S&P 500 has historically a strong tendency to revert to the mean. I’m looking to find a way to fade the gap. My research has indicated that fading the gap is best after a strong move to either direction. Here are the criterias for a reasonable solid fade the gap strategy:
- Calculate a 25 day average of the (High minus Low). That is the “ATR”.
- Calculate the Low of the last 10 days.
- Calculate the (C-L)/(H-L) ratio every day (IBS).
- Calculate a band 2.5 times above the 10 day low using the average from point number 1 (ATR).
- If SPY closes above the band in number 4, and point 3 has a higher value than 0.85, there might be fade the gap trade tomorrow (short side).
- If SPY opens up more than 0.1% the next day, go short at the open and hold until close.
Reverse all this for long trades, except for point 5: There are significantly fewer trades on the long side, and this number can be set to 0.25.
There is no target or stop-loss. Using a target just set a stop in the profits.
Now, this might have been better formulated. I hope the readers understand the strategy.

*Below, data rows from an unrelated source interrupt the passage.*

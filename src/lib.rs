// Minimal proof-of-work blockchain node with a UTXO ledger

pub mod api;
pub mod cli;
pub mod consensus;
pub mod core;
pub mod error;
pub mod ledger;
pub mod network;
pub mod wallet;

// Re-exports for convenience
pub use cli::{Cli, Commands};
pub use consensus::Blockchain;
pub use core::{Block, Transaction, TxIn, TxOut, UnspentTxOut};
pub use error::NodeError;
pub use ledger::{TxRejection, UtxoSet};
pub use network::{Node, PeerMessage};
pub use wallet::KeyPair;
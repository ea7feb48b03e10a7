// Block data structure and canonical hashing

use crate::core::Transaction;
use serde::{Deserialize, Serialize};
use sha2::{Digest, Sha256};
use std::time::{SystemTime, UNIX_EPOCH};

/// Maximum clock skew tolerated when validating a successor's timestamp.
pub const TIMESTAMP_SKEW_SECS: i64 = 10;

/// Difficulty carried by the genesis block.
pub const GENESIS_DIFFICULTY: u32 = 1;

/// A block in the chain. Immutable once appended.
#[derive(Debug, Clone, PartialEq, Eq, Serialize, Deserialize)]
#[serde(rename_all = "camelCase")]
pub struct Block {
    pub index: u64,
    /// Hash of the preceding block; empty string for genesis.
    pub previous_hash: String,
    /// Unix seconds.
    pub timestamp: i64,
    pub difficulty: u32,
    pub nonce: u64,
    pub transactions: Vec<Transaction>,
    /// Hex SHA-256 over all preceding fields; always consistent with them.
    pub hash: String,
}

impl Block {
    /// Build a block and compute its hash from the given fields.
    pub fn new(
        index: u64,
        previous_hash: String,
        timestamp: i64,
        difficulty: u32,
        nonce: u64,
        transactions: Vec<Transaction>,
    ) -> Self {
        let hash = compute_hash(
            index,
            &previous_hash,
            timestamp,
            difficulty,
            nonce,
            &transactions,
        );
        Self {
            index,
            previous_hash,
            timestamp,
            difficulty,
            nonce,
            transactions,
            hash,
        }
    }

    /// The fixed first block every chain must share.
    pub fn genesis() -> Self {
        Self::new(0, String::new(), 0, GENESIS_DIFFICULTY, 0, Vec::new())
    }

    /// Recompute the hash from this block's fields.
    pub fn compute_hash(&self) -> String {
        compute_hash(
            self.index,
            &self.previous_hash,
            self.timestamp,
            self.difficulty,
            self.nonce,
            &self.transactions,
        )
    }
}

/// Canonical block hash: SHA-256 over the fixed-width big-endian encoding of
/// the integer fields, the previous hash as UTF-8, and the ordered
/// transaction ids as UTF-8. Hex-encoded. Must stay bit-exact across nodes.
pub fn compute_hash(
    index: u64,
    previous_hash: &str,
    timestamp: i64,
    difficulty: u32,
    nonce: u64,
    transactions: &[Transaction],
) -> String {
    let mut hasher = Sha256::new();
    hasher.update(index.to_be_bytes());
    hasher.update(previous_hash.as_bytes());
    hasher.update(timestamp.to_be_bytes());
    hasher.update((difficulty as u64).to_be_bytes());
    hasher.update(nonce.to_be_bytes());
    for tx in transactions {
        hasher.update(tx.id.as_bytes());
    }
    hex::encode(hasher.finalize())
}

/// Structural validity of `candidate` as the block after `prev`, checked
/// against the local wall clock.
pub fn is_valid_successor(prev: &Block, candidate: &Block) -> bool {
    is_valid_successor_at(prev, candidate, unix_now())
}

/// Like [`is_valid_successor`] with an explicit notion of "now".
pub fn is_valid_successor_at(prev: &Block, candidate: &Block, now: i64) -> bool {
    if prev.index + 1 != candidate.index {
        log::debug!(
            "rejecting block {}: index does not follow {}",
            candidate.index,
            prev.index
        );
        return false;
    }
    if prev.hash != candidate.previous_hash {
        log::debug!("rejecting block {}: previous hash mismatch", candidate.index);
        return false;
    }
    // The candidate may not sit more than the skew in the future of the local
    // clock, nor more than the skew behind its predecessor.
    if !(now > candidate.timestamp - TIMESTAMP_SKEW_SECS
        && candidate.timestamp > prev.timestamp - TIMESTAMP_SKEW_SECS)
    {
        log::debug!(
            "rejecting block {}: timestamp {} outside tolerance",
            candidate.index,
            candidate.timestamp
        );
        return false;
    }
    if candidate.hash != candidate.compute_hash() {
        log::debug!(
            "rejecting block {}: hash does not match contents",
            candidate.index
        );
        return false;
    }
    true
}

/// Current unix time in seconds.
pub fn unix_now() -> i64 {
    SystemTime::now()
        .duration_since(UNIX_EPOCH)
        .map(|d| d.as_secs() as i64)
        .unwrap_or(0)
}

#[cfg(test)]
mod tests {
    use super::*;

    fn successor_of(prev: &Block, timestamp: i64) -> Block {
        Block::new(
            prev.index + 1,
            prev.hash.clone(),
            timestamp,
            prev.difficulty,
            0,
            Vec::new(),
        )
    }

    #[test]
    fn genesis_is_fixed() {
        let a = Block::genesis();
        let b = Block::genesis();
        assert_eq!(a, b);
        assert_eq!(a.index, 0);
        assert_eq!(a.previous_hash, "");
        assert_eq!(a.difficulty, GENESIS_DIFFICULTY);
        assert!(a.transactions.is_empty());
        assert_eq!(a.hash, a.compute_hash());
    }

    #[test]
    fn compute_hash_is_deterministic() {
        let h1 = compute_hash(3, "abc", 1_600_000_000, 2, 42, &[]);
        let h2 = compute_hash(3, "abc", 1_600_000_000, 2, 42, &[]);
        assert_eq!(h1, h2);
        assert_eq!(h1.len(), 64);

        // Any field change moves the hash.
        assert_ne!(h1, compute_hash(4, "abc", 1_600_000_000, 2, 42, &[]));
        assert_ne!(h1, compute_hash(3, "abd", 1_600_000_000, 2, 42, &[]));
        assert_ne!(h1, compute_hash(3, "abc", 1_600_000_001, 2, 42, &[]));
        assert_ne!(h1, compute_hash(3, "abc", 1_600_000_000, 3, 42, &[]));
        assert_ne!(h1, compute_hash(3, "abc", 1_600_000_000, 2, 43, &[]));
    }

    #[test]
    fn valid_successor_accepted() {
        let genesis = Block::genesis();
        let next = successor_of(&genesis, unix_now());
        assert!(is_valid_successor(&genesis, &next));
        // Re-validating an already-valid block always succeeds.
        assert!(is_valid_successor(&genesis, &next));
    }

    #[test]
    fn successor_rejected_on_bad_index() {
        let genesis = Block::genesis();
        let mut next = successor_of(&genesis, unix_now());
        next.index = 2;
        next.hash = next.compute_hash();
        assert!(!is_valid_successor(&genesis, &next));
    }

    #[test]
    fn successor_rejected_on_bad_link() {
        let genesis = Block::genesis();
        let mut next = successor_of(&genesis, unix_now());
        next.previous_hash = "deadbeef".into();
        next.hash = next.compute_hash();
        assert!(!is_valid_successor(&genesis, &next));
    }

    #[test]
    fn successor_rejected_on_tampered_hash() {
        let genesis = Block::genesis();
        let mut next = successor_of(&genesis, unix_now());
        next.nonce += 1; // hash no longer matches contents
        assert!(!is_valid_successor(&genesis, &next));
    }

    #[test]
    fn successor_rejected_when_too_far_in_future() {
        let genesis = Block::genesis();
        let now = 1_600_000_000;
        let next = successor_of(&genesis, now + TIMESTAMP_SKEW_SECS + 1);
        assert!(!is_valid_successor_at(&genesis, &next, now));
        // Exactly at the boundary the strict comparison still rejects.
        let edge = successor_of(&genesis, now + TIMESTAMP_SKEW_SECS);
        assert!(!is_valid_successor_at(&genesis, &edge, now));
        // One second inside the window is fine.
        let ok = successor_of(&genesis, now + TIMESTAMP_SKEW_SECS - 1);
        assert!(is_valid_successor_at(&genesis, &ok, now));
    }

    #[test]
    fn successor_rejected_when_behind_predecessor() {
        let genesis = Block::genesis();
        let now = 1_600_000_000;
        let parent = successor_of(&genesis, now - 100);
        // More than the skew behind the parent.
        let stale = Block::new(
            parent.index + 1,
            parent.hash.clone(),
            parent.timestamp - TIMESTAMP_SKEW_SECS,
            parent.difficulty,
            0,
            Vec::new(),
        );
        assert!(!is_valid_successor_at(&parent, &stale, now));
        // Just inside the window.
        let ok = Block::new(
            parent.index + 1,
            parent.hash.clone(),
            parent.timestamp - TIMESTAMP_SKEW_SECS + 1,
            parent.difficulty,
            0,
            Vec::new(),
        );
        assert!(is_valid_successor_at(&parent, &ok, now));
    }

    #[test]
    fn serde_uses_camel_case_field_names() {
        let genesis = Block::genesis();
        let json = serde_json::to_value(&genesis).unwrap();
        for key in [
            "index",
            "previousHash",
            "timestamp",
            "difficulty",
            "nonce",
            "transactions",
            "hash",
        ] {
            assert!(json.get(key).is_some(), "missing field {key}");
        }
        let back: Block = serde_json::from_value(json).unwrap();
        assert_eq!(genesis, back);
    }
}
// CLI arguments

use clap::{Parser, Subcommand};

#[derive(Parser)]
#[command(name = "mini-chain")]
#[command(about = "Minimal proof-of-work blockchain node", long_about = None)]
pub struct Cli {
    /// Port for the HTTP control API
    #[arg(long, default_value_t = 3001)]
    pub http_port: u16,

    /// Port for node-to-node gossip
    #[arg(long, default_value_t = 3002)]
    pub gossip_port: u16,

    /// Gossip address of a peer to connect to at startup (repeatable)
    #[arg(long = "peer")]
    pub peers: Vec<String>,

    #[command(subcommand)]
    pub command: Option<Commands>,
}

#[derive(Subcommand)]
pub enum Commands {
    /// Generate a key pair and print it
    Keygen,
}
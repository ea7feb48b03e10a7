// Peer connection handles and the peer registry

use crate::network::PeerMessage;
use std::collections::HashMap;
use std::net::SocketAddr;
use tokio::sync::mpsc;

/// Handle to a connected peer: messages queued here are written to the
/// socket by the peer's writer task. Sending never blocks; a closed channel
/// means the peer is already being torn down.
#[derive(Debug, Clone)]
pub struct PeerHandle {
    pub id: u64,
    pub addr: SocketAddr,
    sender: mpsc::UnboundedSender<PeerMessage>,
}

impl PeerHandle {
    pub fn new(id: u64, addr: SocketAddr, sender: mpsc::UnboundedSender<PeerMessage>) -> Self {
        Self { id, addr, sender }
    }

    /// Queue a message for this peer, fire-and-forget.
    pub fn send(&self, message: PeerMessage) {
        if self.sender.send(message).is_err() {
            log::debug!("peer {} is gone, message dropped", self.addr);
        }
    }
}

/// The set of live peer connections. Guarded by the node's registry lock;
/// membership is independent of chain state.
#[derive(Debug, Default)]
pub struct PeerRegistry {
    next_id: u64,
    peers: HashMap<u64, PeerHandle>,
}

impl PeerRegistry {
    pub fn new() -> Self {
        Self::default()
    }

    /// Register a connection and hand back its id.
    pub fn add(&mut self, addr: SocketAddr, sender: mpsc::UnboundedSender<PeerMessage>) -> u64 {
        let id = self.next_id;
        self.next_id += 1;
        self.peers.insert(id, PeerHandle::new(id, addr, sender));
        id
    }

    /// Deregister a connection. Idempotent: both the reader and the writer
    /// task call this on teardown and only the first removal reports it.
    pub fn remove(&mut self, id: u64) -> Option<PeerHandle> {
        self.peers.remove(&id)
    }

    pub fn get(&self, id: u64) -> Option<&PeerHandle> {
        self.peers.get(&id)
    }

    pub fn handles(&self) -> Vec<PeerHandle> {
        self.peers.values().cloned().collect()
    }

    pub fn addrs(&self) -> Vec<String> {
        self.peers.values().map(|p| p.addr.to_string()).collect()
    }

    pub fn len(&self) -> usize {
        self.peers.len()
    }

    pub fn is_empty(&self) -> bool {
        self.peers.is_empty()
    }
}

#[cfg(test)]
mod tests {
    use super::*;

    #[test]
    fn add_and_remove_is_idempotent() {
        let mut registry = PeerRegistry::new();
        let (tx, _rx) = mpsc::unbounded_channel();
        let addr: SocketAddr = "127.0.0.1:3002".parse().unwrap();

        let id = registry.add(addr, tx);
        assert_eq!(registry.len(), 1);
        assert!(registry.get(id).is_some());

        assert!(registry.remove(id).is_some());
        assert!(registry.remove(id).is_none()); // second removal is a no-op
        assert!(registry.is_empty());
    }

    #[test]
    fn ids_are_never_reused() {
        let mut registry = PeerRegistry::new();
        let addr: SocketAddr = "127.0.0.1:3002".parse().unwrap();
        let (tx1, _rx1) = mpsc::unbounded_channel();
        let (tx2, _rx2) = mpsc::unbounded_channel();

        let a = registry.add(addr, tx1);
        registry.remove(a);
        let b = registry.add(addr, tx2);
        assert_ne!(a, b);
    }

    #[test]
    fn send_to_dropped_receiver_is_harmless() {
        let (tx, rx) = mpsc::unbounded_channel();
        let addr: SocketAddr = "127.0.0.1:3002".parse().unwrap();
        let handle = PeerHandle::new(0, addr, tx);
        drop(rx);
        handle.send(PeerMessage::query_latest()); // must not panic
    }
}
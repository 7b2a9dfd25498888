//! `localStorage`-backed credential store.

use capgate_core::biometric::CredentialId;
use capgate_core::{CredentialStore, StoreError, CREDENTIAL_STORE_KEY};
use wasm_bindgen::JsValue;
use web_sys::{Storage, Window};

use crate::platform::platform_error;

/// Persists the credential id as unpadded base64url under
/// [`CREDENTIAL_STORE_KEY`].
pub struct LocalStorageCredentialStore {
    window: Window,
}

impl LocalStorageCredentialStore {
    pub fn new(window: Window) -> Self {
        Self { window }
    }

    fn storage(&self) -> Result<Storage, StoreError> {
        self.window
            .local_storage()
            .map_err(|e| StoreError::Unavailable(describe(e)))?
            .ok_or_else(|| StoreError::Unavailable("localStorage is disabled".into()))
    }
}

fn describe(err: JsValue) -> String {
    platform_error(err).to_string()
}

impl CredentialStore for LocalStorageCredentialStore {
    fn get(&self) -> Result<Option<CredentialId>, StoreError> {
        let encoded = self
            .storage()?
            .get_item(CREDENTIAL_STORE_KEY)
            .map_err(|e| StoreError::Unavailable(describe(e)))?;

        match encoded {
            Some(encoded) => CredentialId::from_base64url(&encoded)
                .map(Some)
                .map_err(|e| StoreError::Corrupt(e.to_string())),
            None => Ok(None),
        }
    }

    fn set(&self, id: &CredentialId) -> Result<(), StoreError> {
        self.storage()?
            .set_item(CREDENTIAL_STORE_KEY, &id.to_base64url())
            .map_err(|e| StoreError::Write(describe(e)))
    }

    fn clear(&self) -> Result<(), StoreError> {
        self.storage()?
            .remove_item(CREDENTIAL_STORE_KEY)
            .map_err(|e| StoreError::Write(describe(e)))
    }
}
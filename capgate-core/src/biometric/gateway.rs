//! Biometric gateway: register and authenticate one platform credential.

use std::fmt;
use std::rc::Rc;
use std::time::Duration;

use tracing::{debug, info, instrument, warn};

use super::{
    AuthenticatorPolicy, CreationOptions, CredentialId, CredentialPlatform, RelyingParty,
    RequestOptions, UserEntity, CHALLENGE_LEN, COSE_ES256, COSE_RS256, USER_ID_LEN,
};
use crate::error::{BiometricError, BiometricErrorKind, BiometricResult, StoreError};
use crate::platform::PlatformCall;
use crate::store::CredentialStore;

/// Outcome of a successful register or authenticate call.
#[derive(Debug, Clone, Copy, PartialEq, Eq)]
pub struct CapabilityResult {
    pub success: bool,
    pub is_new_registration: bool,
}

/// Which ceremony a pending call belongs to.
#[derive(Debug, Clone, Copy, PartialEq, Eq)]
pub enum BiometricMode {
    Register,
    Authenticate,
}

impl fmt::Display for BiometricMode {
    fn fmt(&self, f: &mut fmt::Formatter<'_>) -> fmt::Result {
        match self {
            Self::Register => f.write_str("register"),
            Self::Authenticate => f.write_str("authenticate"),
        }
    }
}

/// A register or authenticate request that has already been issued.
#[must_use = "the platform result is only classified and stored by `finish`"]
pub struct PendingBiometric {
    mode: BiometricMode,
    call: PlatformCall<CredentialId>,
    store: Rc<dyn CredentialStore>,
}

impl PendingBiometric {
    pub fn mode(&self) -> BiometricMode {
        self.mode
    }

    /// Wait for the platform, classify failures, persist new registrations.
    pub async fn finish(self) -> BiometricResult<CapabilityResult> {
        let mode = self.mode;
        let id = self.call.await.map_err(|e| {
            let err = BiometricError::from(e);
            warn!(%mode, kind = %err.kind, message = %err.message, "Biometric request failed");
            err
        })?;

        match mode {
            BiometricMode::Register => {
                if id.is_empty() {
                    return Err(BiometricError::new(
                        BiometricErrorKind::Unknown,
                        "Authenticator returned an empty credential id",
                    ));
                }
                self.store.set(&id)?;
                info!(credential_id = %id, "Biometric credential registered");
                Ok(CapabilityResult {
                    success: true,
                    is_new_registration: true,
                })
            }
            BiometricMode::Authenticate => {
                info!(credential_id = %id, "Biometric authentication succeeded");
                Ok(CapabilityResult {
                    success: true,
                    is_new_registration: false,
                })
            }
        }
    }
}

impl fmt::Debug for PendingBiometric {
    fn fmt(&self, f: &mut fmt::Formatter<'_>) -> fmt::Result {
        f.debug_struct("PendingBiometric")
            .field("mode", &self.mode)
            .finish_non_exhaustive()
    }
}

Here are the numbers from 2005 until October 2012:
As you can see from the numbers the win ratio is not fantastic. I have fade the gap strategies that have a much better win-ratio. But the best part is that this simple strategy has a high number of very big winners. And I’m using only open and close so it should not be any big errors in the quotes (from Yahoo!finance). I have traded a twist to this strategy before with success, but this one looks better. The bigger the gap, the better it works. And the more volatile move before, the better, so this can probably be improved.
And the equity curve (blue line is long and pink line is short):
This works reasonably well. There are big winners and the losers are quite moderate. Even removing the big winners the average is quite good. The good thing is that short is actually better than long, something which is rare.
This strategy does not work holding overnight.